In the short term, the transit company is looking to hire 300 workers.
“This is a special kind of rail system that not a lot of people are familiar with, so it takes a certain amount of skill, and it takes a lot of tradespeople,” Diakow said.
Qualified applicants who apply by Oct. 17 will be invited to a recruitment event at the Burnaby operations and maintenance centre (OMC) on Oct. 29.
The Burnaby NOW visited TransLink’s OMC in Burnaby, just a short walk from Edmonds SkyTrain station, and spoke to workers about life on the job.
‘A 24/7 operation’
“This is all in-house training,” said Andrew Schmuland, guideway shop supervisor. “There is no journeyman certificate for this. It’s all just hands-on learning. For our technicians, we have a nine-month training program.”
SkyTrain workers come from a variety of backgrounds, including traditional rail, oil and gas, welding, electrical and engineering.
Guideway technician Carlos Silva started at TransLink in 1985.
He works at the test bench for the switch machine.
It’s a loud and whirring device that switches the SkyTrain tracks, allowing trains to change tracks, like from Columbia onto Braid or over the bridge to Surrey.
The German-manufactured mechanisms are tested 200 times before going out to the tracks.
“Some (switches) have been out there for 30-something years. They come back with over a million cycles (of switches), and they’re still working,” said Silva.
He said, as far as he knows, TransLink employees are the only group certified to operate the special machinery.
“This is a 24/7 operation, seven days a week,” said Diakow, adding TransLink is working with B.C. Women in Trades to make sure that it’s an equitable and diverse company.
Schmuland added people often ask why SkyTrains don’t run all night.
“Then these guys can’t do their work. We need that time to actually do rail replacements, any kind of maintenance that would keep the trains running during the day. If we don’t have that opportunity to get out there and work, then the system wouldn’t be running very long,” he said.
SkyTrain fleet changes
The SkyTrain fleet totals 364 cars. The operation plans to replace the 150 original ‘80s Mark I trains with 205 new Mark V cars by 2028.
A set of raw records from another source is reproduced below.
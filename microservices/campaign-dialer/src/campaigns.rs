//! Campaign management module
//!
//! Campaign model, repository, and the local-time calling-window check.

use chrono::{DateTime, FixedOffset, Utc};
use outdial_core::CampaignStatus;
use serde::{Deserialize, Serialize};
use uuid::Uuid;

use crate::{Error, Result};

/// A named calling effort with pacing, window, and retry configuration.
/// Read-only to the dispatcher; immutable during a dispatch pass.
#[derive(Debug, Clone, Serialize, Deserialize)]
pub struct Campaign {
    pub id: Uuid,
    pub name: String,
    pub assistant_id: String,
    pub phone_number_id: String,
    pub status: CampaignStatus,
    pub calls_per_minute: i32,
    /// Window bounds as local wall-clock "HH:MM", inclusive.
    pub call_window_start: String,
    pub call_window_end: String,
    /// Fixed UTC offset, e.g. "-06:00". Empty, "Z", or "UTC" mean UTC.
    pub timezone: String,
    pub max_attempts: i32,
    pub retry_delay_minutes: i32,
    pub created_at: DateTime<Utc>,
}

impl Campaign {
    /// Whether `now` falls inside the campaign's calling window, compared as
    /// wall-clock minutes in the campaign's timezone, bounds inclusive.
    ///
    /// Unparseable window bounds close the window (the campaign is skipped)
    /// rather than opening it.
    pub fn is_within_calling_window(&self, now: DateTime<Utc>) -> bool {
        let (Some(start), Some(end)) = (
            parse_hhmm(&self.call_window_start),
            parse_hhmm(&self.call_window_end),
        ) else {
            tracing::warn!(
                campaign_id = %self.id,
                start = %self.call_window_start,
                end = %self.call_window_end,
                "Unparseable calling window, skipping campaign"
            );
            return false;
        };

        let offset = parse_offset(&self.timezone).unwrap_or_else(|| {
            tracing::warn!(
                campaign_id = %self.id,
                timezone = %self.timezone,
                "Unparseable timezone, falling back to UTC"
            );
            FixedOffset::east_opt(0).unwrap()
        });

        let local = now.with_timezone(&offset);
        let current = wall_clock_minutes(&local);

        current >= start && current <= end
    }
}

/// Parse "HH:MM" into minutes since midnight.
fn parse_hhmm(value: &str) -> Option<u32> {
    let (hours, minutes) = value.split_once(':')?;
    let hours: u32 = hours.trim().parse().ok()?;
    let minutes: u32 = minutes.trim().parse().ok()?;
    if hours > 23 || minutes > 59 {
        return None;
    }
    Some(hours * 60 + minutes)
}

/// Parse a fixed UTC offset string. Empty, "Z", and "UTC" map to UTC.
fn parse_offset(value: &str) -> Option<FixedOffset> {
    let trimmed = value.trim();
    if trimmed.is_empty() || trimmed.eq_ignore_ascii_case("z") || trimmed.eq_ignore_ascii_case("utc")
    {
        return FixedOffset::east_opt(0);
    }
    trimmed.parse().ok()
}

fn wall_clock_minutes(local: &DateTime<FixedOffset>) -> u32 {
    use chrono::Timelike;
    local.hour() * 60 + local.minute()
}

/// Campaign repository for database operations
pub struct CampaignRepository<'a> {
    db: &'a outdial_db::DbPool,
}

impl<'a> CampaignRepository<'a> {
    pub fn new(db: &'a outdial_db::DbPool) -> Self {
        Self { db }
    }

    pub async fn find_by_id(&self, id: Uuid) -> Result<Option<Campaign>> {
        let client = self.db.get().await.map_err(|e| Error::Pool(e.to_string()))?;

        let row = client
            .query_opt("SELECT * FROM campaigns WHERE id = $1", &[&id])
            .await?;

        Ok(row.map(|r| row_to_campaign(&r)))
    }

    pub async fn find_active(&self) -> Result<Vec<Campaign>> {
        let client = self.db.get().await.map_err(|e| Error::Pool(e.to_string()))?;

        let rows = client
            .query(
                "SELECT * FROM campaigns WHERE status = 'active' ORDER BY created_at ASC",
                &[],
            )
            .await?;

        Ok(rows.iter().map(row_to_campaign).collect())
    }
}

pub(crate) fn row_to_campaign(row: &tokio_postgres::Row) -> Campaign {
    Campaign {
        id: row.get("id"),
        name: row.get("name"),
        assistant_id: row.get("assistant_id"),
        phone_number_id: row.get("phone_number_id"),
        status: row
            .get::<_, String>("status")
            .parse()
            .unwrap_or(CampaignStatus::Paused),
        calls_per_minute: row.get("calls_per_minute"),
        call_window_start: row.get("call_window_start"),
        call_window_end: row.get("call_window_end"),
        timezone: row.get("timezone"),
        max_attempts: row.get("max_attempts"),
        retry_delay_minutes: row.get("retry_delay_minutes"),
        created_at: row.get("created_at"),
    }
}
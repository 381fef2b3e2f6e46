//! Storage seam for the dialer
//!
//! `DialerStore` is the narrow interface the dispatcher, queue processor,
//! and webhook handler share. `PgStore` backs it with the repository
//! modules; tests back it with an in-memory fake.

use async_trait::async_trait;
use chrono::{DateTime, Utc};
use outdial_core::{CallOutcome, ContactStatus};
use uuid::Uuid;

use crate::call_logs::{CallLog, CallLogRepository, CallReport};
use crate::campaigns::{Campaign, CampaignRepository};
use crate::contacts::{Contact, ContactRepository};
use crate::Result;

#[async_trait]
pub trait DialerStore: Send + Sync {
    async fn contact_by_id(&self, id: Uuid) -> Result<Option<Contact>>;
    async fn contacts_by_ids(&self, ids: &[Uuid]) -> Result<Vec<Contact>>;

    /// Guarded transition to `calling` with counter increment; `None` means
    /// the contact was not dialable.
    async fn begin_attempt(&self, id: Uuid) -> Result<Option<Contact>>;

    /// Gateway failure in a batch: restore the pre-attempt counter.
    async fn rollback_attempt(&self, id: Uuid, previous_count: i32) -> Result<()>;

    /// Gateway failure in the queue: keep the increment, schedule the retry.
    async fn schedule_retry(&self, id: Uuid, next_attempt_at: DateTime<Utc>) -> Result<()>;

    /// Terminal status + outcome from the webhook handler.
    async fn finalize_contact(
        &self,
        id: Uuid,
        status: ContactStatus,
        outcome: CallOutcome,
    ) -> Result<()>;

    async fn eligible_contacts(
        &self,
        campaign_id: Uuid,
        max_attempts: i32,
        limit: i64,
    ) -> Result<Vec<Contact>>;

    async fn campaign_by_id(&self, id: Uuid) -> Result<Option<Campaign>>;
    async fn active_campaigns(&self) -> Result<Vec<Campaign>>;

    async fn insert_call_log(
        &self,
        contact_id: Uuid,
        campaign_id: Option<Uuid>,
        vapi_call_id: &str,
    ) -> Result<()>;
    async fn call_log_by_vapi_id(&self, vapi_call_id: &str) -> Result<Option<CallLog>>;
    async fn complete_call_log(&self, id: Uuid, report: &CallReport) -> Result<()>;
}

/// PostgreSQL-backed store.
pub struct PgStore {
    db: outdial_db::DbPool,
}

impl PgStore {
    pub fn new(db: outdial_db::DbPool) -> Self {
        Self { db }
    }
}

#[async_trait]
impl DialerStore for PgStore {
    async fn contact_by_id(&self, id: Uuid) -> Result<Option<Contact>> {
        ContactRepository::new(&self.db).find_by_id(id).await
    }

    async fn contacts_by_ids(&self, ids: &[Uuid]) -> Result<Vec<Contact>> {
        ContactRepository::new(&self.db).find_by_ids(ids).await
    }

    async fn begin_attempt(&self, id: Uuid) -> Result<Option<Contact>> {
        ContactRepository::new(&self.db).begin_attempt(id).await
    }

    async fn rollback_attempt(&self, id: Uuid, previous_count: i32) -> Result<()> {
        ContactRepository::new(&self.db)
            .rollback_attempt(id, previous_count)
            .await
    }

    async fn schedule_retry(&self, id: Uuid, next_attempt_at: DateTime<Utc>) -> Result<()> {
        ContactRepository::new(&self.db)
            .schedule_retry(id, next_attempt_at)
            .await
    }

    async fn finalize_contact(
        &self,
        id: Uuid,
        status: ContactStatus,
        outcome: CallOutcome,
    ) -> Result<()> {
        ContactRepository::new(&self.db)
            .finalize(id, status, outcome)
            .await
    }

    async fn eligible_contacts(
        &self,
        campaign_id: Uuid,
        max_attempts: i32,
        limit: i64,
    ) -> Result<Vec<Contact>> {
        ContactRepository::new(&self.db)
            .eligible_for_campaign(campaign_id, max_attempts, limit)
            .await
    }

    async fn campaign_by_id(&self, id: Uuid) -> Result<Option<Campaign>> {
        CampaignRepository::new(&self.db).find_by_id(id).await
    }

    async fn active_campaigns(&self) -> Result<Vec<Campaign>> {
        CampaignRepository::new(&self.db).find_active().await
    }

    async fn insert_call_log(
        &self,
        contact_id: Uuid,
        campaign_id: Option<Uuid>,
        vapi_call_id: &str,
    ) -> Result<()> {
        CallLogRepository::new(&self.db)
            .insert_initiated(contact_id, campaign_id, vapi_call_id)
            .await?;
        Ok(())
    }

    async fn call_log_by_vapi_id(&self, vapi_call_id: &str) -> Result<Option<CallLog>> {
        CallLogRepository::new(&self.db)
            .find_by_vapi_id(vapi_call_id)
            .await
    }

    async fn complete_call_log(&self, id: Uuid, report: &CallReport) -> Result<()> {
        CallLogRepository::new(&self.db).complete(id, report).await
    }
}


#[cfg(test)]
mod tests {
    use super::memory::MemoryStore;
    use super::*;
    use crate::testing::contact;

    #[test]
    fn test_begin_attempt_guards_status() {
        tokio_test::block_on(async {
            let store = MemoryStore::new();
            let c = contact("5551234567", ContactStatus::Pending);
            store.add_contact(c.clone());

            let first = store.begin_attempt(c.id).await.unwrap();
            assert!(first.is_some());
            assert_eq!(first.as_ref().map(|c| c.call_count), Some(1));

            // Already calling: a concurrent claim loses.
            let second = store.begin_attempt(c.id).await.unwrap();
            assert!(second.is_none());
            assert_eq!(store.contact(c.id).call_count, 1);
        });
    }

    #[test]
    fn test_begin_attempt_unknown_contact() {
        tokio_test::block_on(async {
            let store = MemoryStore::new();
            assert!(store.begin_attempt(Uuid::new_v4()).await.unwrap().is_none());
        });
    }
}
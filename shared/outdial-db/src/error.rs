//! Database error types

use thiserror::Error;

pub type Result<T> = std::result::Result<T, DbError>;

#[derive(Debug, Error)]
pub enum DbError {
    #[error("Connection error: {0}")]
    Connection(#[from] tokio_postgres::Error),

    #[error("Pool error: {0}")]
    Pool(String),

    #[error("Configuration error: {0}")]
    Configuration(String),

    #[error("Row not found")]
    NotFound,
}
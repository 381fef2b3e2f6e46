//! Configuration for the Campaign Dialer microservice

use std::net::SocketAddr;

/// Campaign Dialer configuration
#[derive(Debug, Clone)]
pub struct Config {
    /// HTTP bind address
    pub host: String,
    /// HTTP port
    pub port: u16,
    /// Vapi API base URL
    pub vapi_base_url: String,
    /// Vapi API key (bearer token)
    pub vapi_api_key: String,
    /// Assistant used when a contact has no campaign
    pub default_assistant_id: String,
    /// Outbound number used when a contact has no campaign
    pub default_phone_number_id: String,
    /// Seconds between staggered calls in a batch
    pub call_stagger_secs: u64,
    /// Seconds between queue processor passes
    pub queue_poll_secs: u64,
    /// Whether the campaign queue processor runs
    pub queue_enabled: bool,
    /// Attempt ceiling for contacts without a campaign
    pub default_max_attempts: i32,
    /// Timeout for outbound HTTP calls (seconds)
    pub http_timeout_secs: u64,
    /// SMTP alerting, disabled when unset
    pub smtp: Option<SmtpConfig>,
}

/// SMTP settings for best-effort email alerts
#[derive(Debug, Clone)]
pub struct SmtpConfig {
    pub host: String,
    pub port: u16,
    pub username: String,
    pub password: String,
    pub from: String,
    pub to: String,
}

impl Config {
    /// Load configuration from environment variables
    pub fn from_env() -> anyhow::Result<Self> {
        let smtp = match (std::env::var("SMTP_HOST"), std::env::var("NOTIFY_TO")) {
            (Ok(host), Ok(to)) => Some(SmtpConfig {
                host,
                port: std::env::var("SMTP_PORT")
                    .unwrap_or_else(|_| "587".to_string())
                    .parse()?,
                username: std::env::var("SMTP_USER").unwrap_or_default(),
                password: std::env::var("SMTP_PASS").unwrap_or_default(),
                from: std::env::var("NOTIFY_FROM")
                    .unwrap_or_else(|_| "dialer@localhost".to_string()),
                to,
            }),
            _ => None,
        };

        Ok(Self {
            host: std::env::var("HOST").unwrap_or_else(|_| "0.0.0.0".to_string()),
            port: std::env::var("PORT")
                .unwrap_or_else(|_| "8097".to_string())
                .parse()?,
            vapi_base_url: std::env::var("VAPI_BASE_URL")
                .unwrap_or_else(|_| "https://api.vapi.ai".to_string()),
            vapi_api_key: std::env::var("VAPI_API_KEY").unwrap_or_default(),
            default_assistant_id: std::env::var("DEFAULT_ASSISTANT_ID").unwrap_or_default(),
            default_phone_number_id: std::env::var("DEFAULT_PHONE_NUMBER_ID").unwrap_or_default(),
            call_stagger_secs: std::env::var("CALL_STAGGER_SECS")
                .unwrap_or_else(|_| "30".to_string())
                .parse()?,
            queue_poll_secs: std::env::var("QUEUE_POLL_SECS")
                .unwrap_or_else(|_| "30".to_string())
                .parse()?,
            queue_enabled: std::env::var("QUEUE_ENABLED")
                .map(|v| v == "true" || v == "1")
                .unwrap_or(true),
            default_max_attempts: std::env::var("DEFAULT_MAX_ATTEMPTS")
                .unwrap_or_else(|_| "2".to_string())
                .parse()?,
            http_timeout_secs: std::env::var("HTTP_TIMEOUT_SECS")
                .unwrap_or_else(|_| "30".to_string())
                .parse()?,
            smtp,
        })
    }

    /// Get socket address for binding
    pub fn bind_address(&self) -> anyhow::Result<SocketAddr> {
        Ok(format!("{}:{}", self.host, self.port).parse()?)
    }
}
SkyTrain is in talks regarding what to do with the decommissioned cars – with some ideas floated from what previous cities have done, including turning them into coffee shops, museums or an artificial reef.
Nothing is set in stone at this point, but TransLink hopes to have a plan in 2024.
The SkyTrain operations and maintenance centre (OMC) in Burnaby, where the train fleet is serviced, can hold more than 250 cars.
A new OMC is planned for Coquitlam, near New Westminster’s Braid station.
Various roles need to be filled, including:
- Elevator escalator technician ($58.41 per hour)
- Vehicle technician ($54.29 per hour)
- Power technician ($50.11 per hour)
- Electronic technician ($50.11 per hour)
- Guideway technician ($49.47 per hour)
- Maintenance scheduler ($48.83 per hour)
- Guideway support equipment technician (heavy duty mechanic) ($50.11 per hour)
More positions and wages can be found on TransLink’s career opportunities page.